+++ EXTRACTED DATA +++

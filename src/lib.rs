//! Content Cache - two-tier cache for generated content
//!
//! Caches generated captions and rendered image URLs in a bounded in-process
//! LRU store, optionally backed by Redis. Redis faults degrade to the local
//! store and never reach the caller.

pub mod accessors;
pub mod cache;
pub mod config;
pub mod distributed;
pub mod error;
pub mod facade;
pub mod keys;
pub mod tasks;

pub use cache::{CacheStats, LocalStore};
pub use config::Config;
pub use distributed::{DistributedStore, RedisStore};
pub use error::{CacheError, Result};
pub use facade::ContentCache;
pub use keys::{build_key, normalize};
pub use tasks::spawn_cleanup_task;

+++

Filter the records above for lines containing the word "config", and copy those lines.

pub mod config;
pub use config::Config;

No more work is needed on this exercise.